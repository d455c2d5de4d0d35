//! Block-compressed texture decoders
//!
//! Expands Dxt1, Dxt3 and Dxt5 data into 8-bit RGBA for targets whose
//! graphics API cannot sample block-compressed surfaces.
//!
//! Layouts follow the published BC1/BC2/BC3 block formats:
//! <https://learn.microsoft.com/en-us/windows/win32/direct3d10/d3d10-graphics-programming-guide-resources-block-compression>

use super::Decoder;
use crate::error::{DecodeStage, Result, TextureError};
use crate::texture::formats::SurfaceFormat;
use crate::texture::types::MipLevel;
use content_texture_core::{BLOCK_DIMENSION, COLOR_BYTES_PER_PIXEL, PIXELS_PER_BLOCK};

type Rgba = [u8; 4];
type DecodedBlock = [Rgba; PIXELS_PER_BLOCK];

const DXT1_BLOCK_BYTES: usize = 8;
const DXT3_BLOCK_BYTES: usize = 16;
const DXT5_BLOCK_BYTES: usize = 16;

/// Decoder for 4x4 block-compressed formats
pub struct BlockDecompressor;

impl BlockDecompressor {
    /// Create a new block decompressor
    pub fn new() -> Self {
        Self
    }
}

impl Decoder for BlockDecompressor {
    fn decode(&self, format: SurfaceFormat, level: MipLevel) -> Result<MipLevel> {
        let MipLevel {
            width,
            height,
            data,
        } = level;

        let rgba = match format {
            SurfaceFormat::Dxt1 => decompress_dxt1(&data, width, height)?,
            SurfaceFormat::Dxt3 => decompress_dxt3(&data, width, height)?,
            SurfaceFormat::Dxt5 => decompress_dxt5(&data, width, height)?,
            other => {
                return Err(TextureError::unsupported_format(
                    DecodeStage::Decompress,
                    other,
                ));
            }
        };

        Ok(MipLevel::new(width, height, rgba))
    }

    fn can_decode(&self, format: SurfaceFormat) -> bool {
        format.is_block_compressed()
    }

    fn supported_formats(&self) -> Vec<SurfaceFormat> {
        vec![SurfaceFormat::Dxt1, SurfaceFormat::Dxt3, SurfaceFormat::Dxt5]
    }
}

impl Default for BlockDecompressor {
    fn default() -> Self {
        Self::new()
    }
}

/// Decompress Dxt1 (BC1) data into `width * height * 4` RGBA bytes
pub fn decompress_dxt1(data: &[u8], width: u32, height: u32) -> Result<Vec<u8>> {
    decompress_blocks::<DXT1_BLOCK_BYTES>(data, width, height, decode_dxt1_block)
}

/// Decompress Dxt3 (BC2) data into `width * height * 4` RGBA bytes
pub fn decompress_dxt3(data: &[u8], width: u32, height: u32) -> Result<Vec<u8>> {
    decompress_blocks::<DXT3_BLOCK_BYTES>(data, width, height, decode_dxt3_block)
}

/// Decompress Dxt5 (BC3) data into `width * height * 4` RGBA bytes
pub fn decompress_dxt5(data: &[u8], width: u32, height: u32) -> Result<Vec<u8>> {
    decompress_blocks::<DXT5_BLOCK_BYTES>(data, width, height, decode_dxt5_block)
}

/// Walk the blocks left to right, top to bottom, clipping edge blocks
fn decompress_blocks<const N: usize>(
    data: &[u8],
    width: u32,
    height: u32,
    decode_block: fn(&[u8; N]) -> DecodedBlock,
) -> Result<Vec<u8>> {
    let blocks_x = width.div_ceil(BLOCK_DIMENSION) as usize;
    let blocks_y = height.div_ceil(BLOCK_DIMENSION) as usize;
    let block_count = blocks_x
        .checked_mul(blocks_y)
        .ok_or_else(|| TextureError::invalid_dimensions(width, height))?;
    let expected = block_count
        .checked_mul(N)
        .ok_or_else(|| TextureError::invalid_dimensions(width, height))?;
    if data.len() < expected {
        return Err(TextureError::truncated(
            DecodeStage::Decompress,
            expected,
            data.len(),
        ));
    }

    let (width, height) = (width as usize, height as usize);
    let output_len = width
        .checked_mul(height)
        .and_then(|pixels| pixels.checked_mul(COLOR_BYTES_PER_PIXEL))
        .ok_or_else(|| TextureError::invalid_dimensions(width as i64, height as i64))?;
    let mut output = vec![0u8; output_len];

    let mut block = [0u8; N];
    for (index, chunk) in data[..expected].chunks_exact(N).enumerate() {
        block.copy_from_slice(chunk);
        let pixels = decode_block(&block);

        let origin_x = (index % blocks_x) * BLOCK_DIMENSION as usize;
        let origin_y = (index / blocks_x) * BLOCK_DIMENSION as usize;
        for (i, pixel) in pixels.iter().enumerate() {
            let x = origin_x + i % BLOCK_DIMENSION as usize;
            let y = origin_y + i / BLOCK_DIMENSION as usize;
            if x >= width || y >= height {
                continue;
            }
            let offset = (y * width + x) * COLOR_BYTES_PER_PIXEL;
            output[offset..offset + COLOR_BYTES_PER_PIXEL].copy_from_slice(pixel);
        }
    }

    Ok(output)
}

/// Expand an RGB565 color to 8 bits per channel by bit replication
fn rgb565_to_rgb888(color: u16) -> [u8; 3] {
    let r5 = ((color >> 11) & 0x1F) as u8;
    let g6 = ((color >> 5) & 0x3F) as u8;
    let b5 = (color & 0x1F) as u8;

    [(r5 << 3) | (r5 >> 2), (g6 << 2) | (g6 >> 4), (b5 << 3) | (b5 >> 2)]
}

fn mix(a: u8, b: u8, weight_a: u32, weight_b: u32) -> u8 {
    ((a as u32 * weight_a + b as u32 * weight_b) / (weight_a + weight_b)) as u8
}

fn mix_rgb(a: [u8; 3], b: [u8; 3], weight_a: u32, weight_b: u32) -> Rgba {
    [
        mix(a[0], b[0], weight_a, weight_b),
        mix(a[1], b[1], weight_a, weight_b),
        mix(a[2], b[2], weight_a, weight_b),
        255,
    ]
}

/// Build the four-entry color table of an 8-byte color block
///
/// `punch_through` enables the three-color mode with transparent black that
/// Dxt1 selects when `color0 <= color1`.
fn color_palette(color0: u16, color1: u16, punch_through: bool) -> [Rgba; 4] {
    let c0 = rgb565_to_rgb888(color0);
    let c1 = rgb565_to_rgb888(color1);
    let e0 = [c0[0], c0[1], c0[2], 255];
    let e1 = [c1[0], c1[1], c1[2], 255];

    if punch_through && color0 <= color1 {
        [e0, e1, mix_rgb(c0, c1, 1, 1), [0, 0, 0, 0]]
    } else {
        [e0, e1, mix_rgb(c0, c1, 2, 1), mix_rgb(c0, c1, 1, 2)]
    }
}

/// Decode the 8-byte color half shared by all three formats
fn decode_color_block(block: &[u8], punch_through: bool) -> DecodedBlock {
    let color0 = u16::from_le_bytes([block[0], block[1]]);
    let color1 = u16::from_le_bytes([block[2], block[3]]);
    let indices = u32::from_le_bytes([block[4], block[5], block[6], block[7]]);
    let palette = color_palette(color0, color1, punch_through);

    let mut pixels = [[0u8; 4]; PIXELS_PER_BLOCK];
    for (i, pixel) in pixels.iter_mut().enumerate() {
        *pixel = palette[((indices >> (2 * i)) & 0b11) as usize];
    }
    pixels
}

fn decode_dxt1_block(block: &[u8; DXT1_BLOCK_BYTES]) -> DecodedBlock {
    decode_color_block(block, true)
}

fn decode_dxt3_block(block: &[u8; DXT3_BLOCK_BYTES]) -> DecodedBlock {
    let alpha_bits = u64::from_le_bytes([
        block[0], block[1], block[2], block[3], block[4], block[5], block[6], block[7],
    ]);

    let mut pixels = decode_color_block(&block[8..], false);
    for (i, pixel) in pixels.iter_mut().enumerate() {
        let alpha4 = ((alpha_bits >> (4 * i)) & 0xF) as u8;
        pixel[3] = alpha4 * 17;
    }
    pixels
}

/// Build the eight-entry alpha table of a Dxt5 block
fn alpha_palette(alpha0: u8, alpha1: u8) -> [u8; 8] {
    let mut table = [alpha0, alpha1, 0, 0, 0, 0, 0, 0];
    if alpha0 > alpha1 {
        for (j, entry) in table.iter_mut().enumerate().skip(2) {
            let j = j as u32;
            *entry = mix(alpha0, alpha1, 8 - j, j - 1);
        }
    } else {
        for (j, entry) in table.iter_mut().enumerate().take(6).skip(2) {
            let j = j as u32;
            *entry = mix(alpha0, alpha1, 6 - j, j - 1);
        }
        table[6] = 0;
        table[7] = 255;
    }
    table
}

fn decode_dxt5_block(block: &[u8; DXT5_BLOCK_BYTES]) -> DecodedBlock {
    let table = alpha_palette(block[0], block[1]);
    let alpha_codes = u64::from_le_bytes([
        block[2], block[3], block[4], block[5], block[6], block[7], 0, 0,
    ]);

    let mut pixels = decode_color_block(&block[8..], false);
    for (i, pixel) in pixels.iter_mut().enumerate() {
        pixel[3] = table[((alpha_codes >> (3 * i)) & 0b111) as usize];
    }
    pixels
}
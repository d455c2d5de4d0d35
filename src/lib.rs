//! Content Texture
//!
//! Decoding of 2D texture records from packed game-content streams.
//!
//! This crate re-exports the format vocabulary from `content-texture-core`
//! and the decoder from `content-texture-binary`.
//!
//! # Examples
//!
//! ```rust,no_run
//! use content_texture::{DecoderOptions, SurfaceFormat, read_texture};
//!
//! let data = std::fs::read("wall.xnb")?;
//! let texture = read_texture(&data, 4, DecoderOptions::default())?;
//! assert_eq!(texture.format(), SurfaceFormat::Color);
//! # Ok::<(), content_texture::TextureError>(())
//! ```

// Re-export from core and binary crates
pub use content_texture_core::{
    FilterMode, FormatError, FormatInfo, LegacySurfaceFormat, SurfaceFormat, constants::*,
};

pub use content_texture_binary::{
    BinaryReader, ContentReader, DecodeStage, DecoderOptions, GraphicsBackend, MipLevelPolicy,
    Result, SoftwareBackend, StreamError, SurfaceDescriptor, Texture2D, Texture2DReader,
    TextureError, read_texture, resolve_asset_path,
};

pub use content_texture_binary::texture::TextureExporter;

/// The full decoder crate, for staging and decoder internals
pub mod binary {
    pub use content_texture_binary::texture::*;
}
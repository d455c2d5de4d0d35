//! Texture decoders module
//!
//! Level transforms applied between reading a record and staging it:
//! block decompression for targets without native block-format sampling, and
//! channel remapping for formats stored in a non-canonical byte order.

mod basic;
mod compressed;

pub use basic::{ChannelRemapper, remap_normalized_byte4};
pub use compressed::{BlockDecompressor, decompress_dxt1, decompress_dxt3, decompress_dxt5};

use super::formats::SurfaceFormat;
use super::types::{MipLevel, TextureRecord};
use crate::error::Result;
use tracing::debug;

/// Transform a record's levels go through before staging
#[derive(Debug, Clone, Copy, PartialEq, Eq)]
pub enum LevelTransform {
    /// Expand block-compressed data to `Color`
    Decompress,
    /// Reorder channels in place, yielding `Color`
    Remap,
    /// Upload the bytes as stored
    PassThrough,
}

/// Main texture decoder dispatcher
///
/// Chooses at most one transform per record from its format and the target's
/// block-compression capability.
pub struct TextureDecoder {
    decompress_blocks: bool,
    compressed: BlockDecompressor,
    remapper: ChannelRemapper,
}

impl TextureDecoder {
    /// Create a decoder for a target that needs (`true`) or doesn't need
    /// block-compressed formats expanded on the CPU
    pub fn new(decompress_blocks: bool) -> Self {
        Self {
            decompress_blocks,
            compressed: BlockDecompressor::new(),
            remapper: ChannelRemapper::new(),
        }
    }

    /// Pick the transform for `format`
    pub fn plan(&self, format: SurfaceFormat) -> LevelTransform {
        if self.decompress_blocks && self.compressed.can_decode(format) {
            LevelTransform::Decompress
        } else if self.remapper.can_decode(format) {
            LevelTransform::Remap
        } else {
            LevelTransform::PassThrough
        }
    }

    /// Format the staged surface will have for a record stored as `format`
    pub fn output_format(&self, format: SurfaceFormat) -> SurfaceFormat {
        match self.plan(format) {
            LevelTransform::PassThrough => format,
            LevelTransform::Decompress | LevelTransform::Remap => SurfaceFormat::Color,
        }
    }

    /// Apply the planned transform to every level of `record`
    pub fn decode(&self, mut record: TextureRecord) -> Result<TextureRecord> {
        let transform = self.plan(record.surface_format);
        let decoder: &dyn Decoder = match transform {
            LevelTransform::PassThrough => return Ok(record),
            LevelTransform::Decompress => &self.compressed,
            LevelTransform::Remap => &self.remapper,
        };

        debug!(
            format = %record.surface_format,
            ?transform,
            levels = record.levels.len(),
            "transforming texture levels"
        );

        let format = record.surface_format;
        record.levels = record
            .levels
            .into_iter()
            .map(|level| decoder.decode(format, level))
            .collect::<Result<Vec<_>>>()?;
        record.surface_format = SurfaceFormat::Color;
        Ok(record)
    }

    /// Check if a format is transformed before staging
    pub fn can_decode(&self, format: SurfaceFormat) -> bool {
        self.plan(format) != LevelTransform::PassThrough
    }

    /// Formats this decoder transforms before staging
    pub fn supported_formats(&self) -> Vec<SurfaceFormat> {
        let mut formats = Vec::new();
        if self.decompress_blocks {
            formats.extend(self.compressed.supported_formats());
        }
        formats.extend(self.remapper.supported_formats());
        formats
    }
}

/// Common decoder trait
///
/// Implementors turn one level stored in a given format into a level of
/// canonical `Color` bytes with unchanged dimensions.
pub trait Decoder {
    /// Transform one level's bytes
    fn decode(&self, format: SurfaceFormat, level: MipLevel) -> Result<MipLevel>;

    /// Check if this decoder can handle the given format
    fn can_decode(&self, format: SurfaceFormat) -> bool;

    /// Get list of formats supported by this decoder
    fn supported_formats(&self) -> Vec<SurfaceFormat>;
}
//! Texture data structures
//!
//! This module defines the transient record assembled while reading a texture
//! from a stream, and the public handle produced once it has been staged.

use super::formats::SurfaceFormat;
use content_texture_core::FilterMode;
use serde::{Deserialize, Serialize};

/// Pixel data of one mip level
#[derive(Debug, Clone, PartialEq, Eq)]
pub struct MipLevel {
    pub width: u32,
    pub height: u32,
    pub data: Vec<u8>,
}

impl MipLevel {
    pub fn new(width: u32, height: u32, data: Vec<u8>) -> Self {
        Self {
            width,
            height,
            data,
        }
    }
}

/// Dimensions of mip level `level` of a `width`x`height` texture
pub fn level_dimensions(width: u32, height: u32, level: u32) -> (u32, u32) {
    let shrink = |extent: u32| extent.checked_shr(level).unwrap_or(0).max(1);
    (shrink(width), shrink(height))
}

/// Texture record as read from a content stream
///
/// Built field by field by the reader, transformed in place by at most one of
/// the block decompressor or the channel remapper, then consumed by the
/// stager. `width` and `height` never change after reading.
#[derive(Debug, Clone, PartialEq, Eq)]
pub struct TextureRecord {
    pub surface_format: SurfaceFormat,
    pub width: u32,
    pub height: u32,
    /// Number of levels declared by the stream
    pub level_count: u32,
    /// Levels kept for decoding; level 0 first
    pub levels: Vec<MipLevel>,
}

impl TextureRecord {
    /// Level 0 of the record
    pub fn base_level(&self) -> Option<&MipLevel> {
        self.levels.first()
    }

    /// Texture dimensions as tuple
    pub fn dimensions(&self) -> (u32, u32) {
        (self.width, self.height)
    }
}

/// Description of a surface handed to a graphics backend
#[derive(Debug, Clone, Copy, PartialEq, Eq, Serialize, Deserialize)]
pub struct SurfaceDescriptor {
    pub format: SurfaceFormat,
    pub width: u32,
    pub height: u32,
    pub level_count: u32,
    pub filter: FilterMode,
}

/// Decoded 2D texture wrapping a backend surface
#[derive(Debug)]
pub struct Texture2D<S> {
    descriptor: SurfaceDescriptor,
    surface: S,
}

impl<S> Texture2D<S> {
    pub(crate) fn new(descriptor: SurfaceDescriptor, surface: S) -> Self {
        Self {
            descriptor,
            surface,
        }
    }

    /// Format the surface was created with
    pub fn format(&self) -> SurfaceFormat {
        self.descriptor.format
    }

    pub fn width(&self) -> u32 {
        self.descriptor.width
    }

    pub fn height(&self) -> u32 {
        self.descriptor.height
    }

    /// Number of levels uploaded to the surface
    pub fn level_count(&self) -> u32 {
        self.descriptor.level_count
    }

    pub fn descriptor(&self) -> &SurfaceDescriptor {
        &self.descriptor
    }

    /// Backend surface handle
    pub fn surface(&self) -> &S {
        &self.surface
    }

    /// Take ownership of the backend surface
    pub fn into_surface(self) -> S {
        self.surface
    }
}

#[cfg(test)]
mod tests {
    use super::*;

    #[test]
    fn test_level_dimensions() {
        assert_eq!(level_dimensions(16, 8, 0), (16, 8));
        assert_eq!(level_dimensions(16, 8, 1), (8, 4));
        assert_eq!(level_dimensions(16, 8, 3), (2, 1));
        assert_eq!(level_dimensions(16, 8, 4), (1, 1));
        assert_eq!(level_dimensions(5, 3, 1), (2, 1));
        assert_eq!(level_dimensions(1, 1, 40), (1, 1));
    }

    #[test]
    fn test_record_accessors() {
        let record = TextureRecord {
            surface_format: SurfaceFormat::Color,
            width: 2,
            height: 1,
            level_count: 1,
            levels: vec![MipLevel::new(2, 1, vec![0; 8])],
        };
        assert_eq!(record.dimensions(), (2, 1));
        assert_eq!(record.base_level().map(|l| l.data.len()), Some(8));
    }
}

> **Your goal**: Find "TextureDecoder" in the preceding records. Copy each line that holds it.

> **Exercise result**:
pub struct TextureDecoder {
impl TextureDecoder {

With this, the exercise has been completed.